# Postmates lowered pay again?



## KR23 (May 29, 2017)

Just noticed that I completed 2 deliveries for a total of $4! F that.


----------



## oicu812 (Aug 29, 2016)

You should email them. I've noticed that sometimes pay doesn't register right away.


----------



## KR23 (May 29, 2017)

oicu812 said:


> You should email them. I've noticed that sometimes pay doesn't register right away.


It shows $4 for 2 deliveries though.


----------



## oicu812 (Aug 29, 2016)

Are the 2 deliveries stacked deliveries or are the 2 deliveries from separate places?


----------



## KR23 (May 29, 2017)

oicu812 said:


> Are the 2 deliveries stacked deliveries or are the 2 deliveries from separate places?
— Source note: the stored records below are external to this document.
#![allow(dead_code)]

use anyhow::{Result, anyhow};
use futures::future::BoxFuture;
use mssql_agent::{
    connection::Connector,
    endpoint::EndpointKind,
    poller::QueryContext,
    queries::{Aggregation, DatabaseScope, Query, Row},
    sink::Sink,
};
use secrecy::SecretString;
use std::collections::HashSet;
use std::env;
use std::sync::atomic::{AtomicUsize, Ordering};
use std::sync::{Arc, Mutex};

/// Connection string of a test SQL Server, if one is available.
///
/// SAFETY: Tests should ALWAYS run against a local server. If
/// `MSSQL_AGENT_TEST_CONNECTION` is set we verify it points to localhost.
pub fn get_test_connection() -> Option<SecretString> {
    let cs = env::var("MSSQL_AGENT_TEST_CONNECTION").ok()?;

    let lower = cs.to_lowercase();
    if !lower.contains("localhost") && !lower.contains("127.0.0.1") && !lower.contains("server=.")
    {
        eprintln!("⚠️  WARNING: MSSQL_AGENT_TEST_CONNECTION points to a remote server!");
        eprintln!(
            "⚠️  Connection: {}",
            mssql_agent::connection::mask_connection_string(&cs)
        );
        panic!("Refusing to run tests against a remote server. Use localhost.");
    }

    Some(SecretString::from(cs))
}

/// Find an available port for testing (returns port > 1024)
pub fn get_available_port() -> u16 {
    use std::net::TcpListener;

    // Bind to port 0 lets the OS assign an available ephemeral port
    let listener = TcpListener::bind("127.0.0.1:0").expect("Failed to bind to random port");
    let port = listener
        .local_addr()
        .expect("Failed to get local addr")
        .port();

    assert!(port > 1024, "Assigned port {} should be > 1024", port);

    port
}

/// Wait for server to be ready on the given port
pub async fn wait_for_server(port: u16, max_attempts: u32) -> bool {
    use tokio::time::{Duration, sleep};

    for _ in 1..=max_attempts {
        if tokio::net::TcpStream::connect(format!("127.0.0.1:{}", port))
            .await
            .is_ok()
        {
            return true;
        }

        sleep(Duration::from_millis(100)).await;
    }

    eprintln!(
        "Failed to connect to server on port {} after {} attempts",
        port, max_attempts
    );
    false
}

/// Get base URL for test server
pub fn get_test_url(port: u16) -> String {
    format!("http://127.0.0.1:{}", port)
}

// ============================================================================
// In-memory stand-ins for a database and the collector
// ============================================================================

#[derive(Debug)]
pub struct FakeConnection {
    pub target: String,
}

/// Connector that never touches the network.
#[derive(Clone, Default)]
pub struct FakeConnector {
    failing: Arc<Mutex<HashSet<String>>>,
    panicking: Arc<HashSet<String>>,
    barrier: Option<Arc<tokio::sync::Barrier>>,
    pub connects: Arc<AtomicUsize>,
    pub closes: Arc<AtomicUsize>,
}

impl FakeConnector {
    pub fn new() -> Self {
        Self::default()
    }

    #[must_use]
    pub fn failing(self, target: &str) -> Self {
        self.set_failing(target, true);
        self
    }

    /// Make connections to `target` fail (or succeed again) from now on.
    pub fn set_failing(&self, target: &str, fail: bool) {
        let mut failing = self.failing.lock().unwrap();
        if fail {
            failing.insert(target.to_string());
        } else {
            failing.remove(target);
        }
    }

    /// Every connect waits until `parties` connects are in flight at once.
    #[must_use]
    pub fn with_barrier(mut self, parties: usize) -> Self {
        self.barrier = Some(Arc::new(tokio::sync::Barrier::new(parties)));
        self
    }

    #[must_use]
    pub fn panicking(mut self, target: &str) -> Self {
        Arc::make_mut(&mut self.panicking).insert(target.to_string());
        self
    }

    pub fn connects(&self) -> usize {
        self.connects.load(Ordering::SeqCst)
    }

    pub fn closes(&self) -> usize {
        self.closes.load(Ordering::SeqCst)
    }
}

impl Connector for FakeConnector {
    type Connection = FakeConnection;

    fn connect<'a>(
        &'a self,
        name: &'a str,
        _connection_string: &'a SecretString,
    ) -> BoxFuture<'a, Result<FakeConnection>> {
        Box::pin(async move {
            if self.panicking.contains(name) {
                panic!("driver crashed for {name}");
            }

            if let Some(barrier) = &self.barrier {
                barrier.wait().await;
            }

            if self.failing.lock().unwrap().contains(name) {
                return Err(anyhow!("login failed for '{name}'"));
            }

            self.connects.fetch_add(1, Ordering::SeqCst);

            Ok(FakeConnection {
                target: name.to_string(),
            })
        })
    }

    fn close(&self, _conn: FakeConnection) -> BoxFuture<'_, Result<()>> {
        Box::pin(async move {
            self.closes.fetch_add(1, Ordering::SeqCst);
            Ok(())
        })
    }
}

type Respond = dyn Fn(&str, &DatabaseScope) -> Result<Vec<Row>> + Send + Sync;

/// Query answering from a closure keyed on the target name.
pub struct FakeQuery {
    name: &'static str,
    kinds: Vec<EndpointKind>,
    aggregation: Aggregation,
    respond: Box<Respond>,
    pub calls: Arc<AtomicUsize>,
}

impl FakeQuery {
    pub fn new(
        name: &'static str,
        respond: impl Fn(&str) -> Result<Vec<Row>> + Send + Sync + 'static,
    ) -> Self {
        Self::scoped(name, move |target, _scope| respond(target))
    }

    /// Like `new`, but the closure also sees the target's database scope.
    pub fn scoped(
        name: &'static str,
        respond: impl Fn(&str, &DatabaseScope) -> Result<Vec<Row>> + Send + Sync + 'static,
    ) -> Self {
        Self {
            name,
            kinds: vec![EndpointKind::SqlServer, EndpointKind::AzureSqlDatabase],
            aggregation: Aggregation::Passthrough,
            respond: Box::new(respond),
            calls: Arc::new(AtomicUsize::new(0)),
        }
    }

    #[must_use]
    pub fn only(mut self, kind: EndpointKind) -> Self {
        self.kinds = vec![kind];
        self
    }

    #[must_use]
    pub fn aggregated(mut self) -> Self {
        self.aggregation = Aggregation::DmlIncrease;
        self
    }

    pub fn shared(self) -> Arc<dyn Query<FakeConnection>> {
        Arc::new(self)
    }
}

impl Query<FakeConnection> for FakeQuery {
    fn name(&self) -> &'static str {
        self.name
    }

    fn supports(&self, kind: EndpointKind) -> bool {
        self.kinds.contains(&kind)
    }

    fn aggregation(&self) -> Aggregation {
        self.aggregation
    }

    fn fetch<'a>(
        &'a self,
        conn: &'a mut FakeConnection,
        scope: &'a DatabaseScope,
    ) -> BoxFuture<'a, Result<Vec<Row>>> {
        Box::pin(async move {
            self.calls.fetch_add(1, Ordering::SeqCst);
            (self.respond)(&conn.target, scope)
        })
    }
}

/// Sink recording every batch it is handed.
#[derive(Clone, Default)]
pub struct CaptureSink {
    pub batches: Arc<Mutex<Vec<Vec<QueryContext>>>>,
    pub fail: Arc<std::sync::atomic::AtomicBool>,
}

impl CaptureSink {
    pub fn new() -> Self {
        Self::default()
    }

    pub fn set_failing(&self, fail: bool) {
        self.fail.store(fail, Ordering::SeqCst);
    }

    pub fn batches(&self) -> Vec<Vec<QueryContext>> {
        self.batches.lock().unwrap().clone()
    }

    /// Metric value of `target` in the last batch.
    pub fn last_metric(&self, target: &str, key: &str) -> Option<f64> {
        let batches = self.batches();
        let batch = batches.last()?;

        batch
            .iter()
            .filter(|context| context.component.name == target)
            .find_map(|context| context.component.metrics.get(key).copied())
    }
}

impl Sink for CaptureSink {
    fn send<'a>(&'a self, contexts: &'a [QueryContext]) -> BoxFuture<'a, Result<()>> {
        Box::pin(async move {
            self.batches.lock().unwrap().push(contexts.to_vec());

            if self.fail.load(Ordering::SeqCst) {
                return Err(anyhow!("collector unavailable"));
            }

            Ok(())
        })
    }
}
use crate::connection::SqlClient;
use crate::endpoint::EndpointKind;
use crate::queries::{DatabaseScope, Query, Row, Sample, util};
use anyhow::Result;
use futures::future::BoxFuture;
use tracing::{debug, info_span};
use tracing_futures::Instrument as _;

const SQL: &str = r"
SELECT
    CAST((SELECT COUNT(*) FROM sys.dm_exec_connections) AS float) AS connections,
    CAST((SELECT COUNT(*) FROM sys.dm_exec_sessions WHERE is_user_process = 1) AS float) AS user_sessions,
    CAST((SELECT COUNT(*) FROM sys.dm_exec_requests WHERE blocking_session_id <> 0) AS float) AS blocked_requests
";

/// Connection, user session and blocked request counts.
#[derive(Clone, Default)]
pub struct ConnectionsQuery;

impl ConnectionsQuery {
    pub fn new() -> Self {
        Self
    }
}

impl Query<SqlClient> for ConnectionsQuery {
    fn name(&self) -> &'static str {
        "connections"
    }

    fn supports(&self, _kind: EndpointKind) -> bool {
        true
    }

    fn fetch<'a>(
        &'a self,
        conn: &'a mut SqlClient,
        _scope: &'a DatabaseScope,
    ) -> BoxFuture<'a, Result<Vec<Row>>> {
        Box::pin(async move {
            let query_span = info_span!(
                "db.query",
                otel.kind = "client",
                db.system = "mssql",
                db.operation = "SELECT",
                db.sql.table = "sys.dm_exec_connections"
            );

            let rows = async move { conn.simple_query(SQL).await?.into_first_result().await }
                .instrument(query_span)
                .await?;

            let mut samples = Vec::with_capacity(rows.len());
            for row in &rows {
                let connections = util::float(row, "connections")?;
                let user_sessions = util::float(row, "user_sessions")?;
                let blocked = util::float(row, "blocked_requests")?;

                debug!(connections, user_sessions, blocked, "read connection counts");

                samples.push(Row::Sample(
                    Sample::new("Connections")
                        .with("Count", "connections", connections)
                        .with("UserSessions", "sessions", user_sessions)
                        .with("BlockedRequests", "requests", blocked),
                ));
            }

            Ok(samples)
        })
    }
}
use crate::{connection::SqlClient, endpoint::EndpointKind};
use anyhow::Result;
use futures::future::BoxFuture;
use std::collections::HashMap;

#[macro_use]
mod register_macro;

pub mod rows;
pub use rows::{CounterClass, DmlActivity, DmlIncrease, Row, Sample, Value};

pub mod scope;
pub use scope::DatabaseScope;

/// How an endpoint must treat the rows of a query before recording them.
#[derive(Debug, Clone, Copy, PartialEq, Eq, Default)]
pub enum Aggregation {
    /// Rows are recorded as returned (after display-name substitution).
    #[default]
    Passthrough,
    /// Rows are cumulative plan-cache counters folded into one `DmlIncrease`.
    DmlIncrease,
}

/// A named diagnostic query, executed against a live connection of type `C`.
///
/// Queries are prepared once at startup and reused for every poll, so they
/// must not carry per-poll state.
pub trait Query<C>: Send + Sync {
    fn name(&self) -> &'static str;

    fn enabled_by_default(&self) -> bool {
        true
    }

    /// Whether the query applies to the given kind of endpoint.
    fn supports(&self, kind: EndpointKind) -> bool;

    fn aggregation(&self) -> Aggregation {
        Aggregation::Passthrough
    }

    /// Run the query. Per-database queries restrict their rows to `scope`.
    fn fetch<'a>(
        &'a self,
        conn: &'a mut C,
        scope: &'a DatabaseScope,
    ) -> BoxFuture<'a, Result<Vec<Row>>>;
}

// The order here is the order queries run against each target.
register_queries! {
    connections => ConnectionsQuery,
    memory => MemoryQuery,
    database_size => DatabaseSizeQuery,
    sql_dml_activity => SqlDmlActivityQuery,
    azure_resource_stats => AzureResourceStatsQuery,
    azure_database_size => AzureDatabaseSizeQuery,
}

// Other modules
pub mod config;
pub mod registry;
pub mod util;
Stacked. I recall getting more than $4 for 2 deliveries in the past though. It's like I did two jobs just to potentially earn double the tip (unlikely).


----------



## WebRat (Jan 30, 2018)

The payout is kinda weird, my tips come in a couple days later and in odd amounts like the last tip, $2.41


----------



## Soldiering (Jan 21, 2019)

4 sounds low. Ive done 2 deliveries at once. It usually comes out at least 6 bucks depending on the distance. People who dont tip on postmates suck ass


----------



## Grubhubflub (Jun 16, 2018)

I guess they pay worse than ubereats.


----------



## oicu812 (Aug 29, 2016)

KR23 said:


> Stacked. I recall getting more than $4 for 2 deliveries in the past though. It's like I did two jobs just to potentially earn double the tip (unlikely).


My last stacked pick ups were from same restaurant. Got paid for 1 pick up and 2 dropoffs. Without tips, it's $5 and change.


----------



## BetterGet5Stars (Dec 16, 2017)

so the 20 trillion missing from pentagon accounting could buy 10 trillion deliveries. 

the money already created and accounted for could enslave you for eternity.
provided they find a way to keep you all poor


----------



## Djfourmoney (Dec 22, 2014)

I get stacked orders all the time 3 deliveries tonight total was $22.xx before tip. Not sure how you got two orders together and got paid $4 each.


----------



## KR23 (May 29, 2017)

Djfourmoney said:


> I get stacked orders all the time 3 deliveries tonight total was $22.xx before tip. Not sure how you got two orders together and got paid $4 each.


I got paid $4 total for both. I was heated lol


----------



## Djfourmoney (Dec 22, 2014)

KR23 said:


> I got paid $4 total for both. I was heated lol


Is that PM's fault? Did you point that out before posting online


BetterGet5Stars said:


> so the 20 trillion missing from pentagon accounting could buy 10 trillion deliveries.
> 
> the money already created and accounted for could enslave you for eternity.
> provided they find a way to keep you all poor


Owning a business is the way out. Relocating to a cheaper place to live is another way. All the cheap places to live have two things in common.

Yearly weather events (Hurricane, Floods, Tornados or deadly winter storms) and are Red States politically.

So living elsewhere in the US is a no-go. I rather take my chances knowing zero language of the country I move too.

The Gig economy will be here for good while and those that choose to make it a means to an end rather than a career will come out ahead next decade.


----------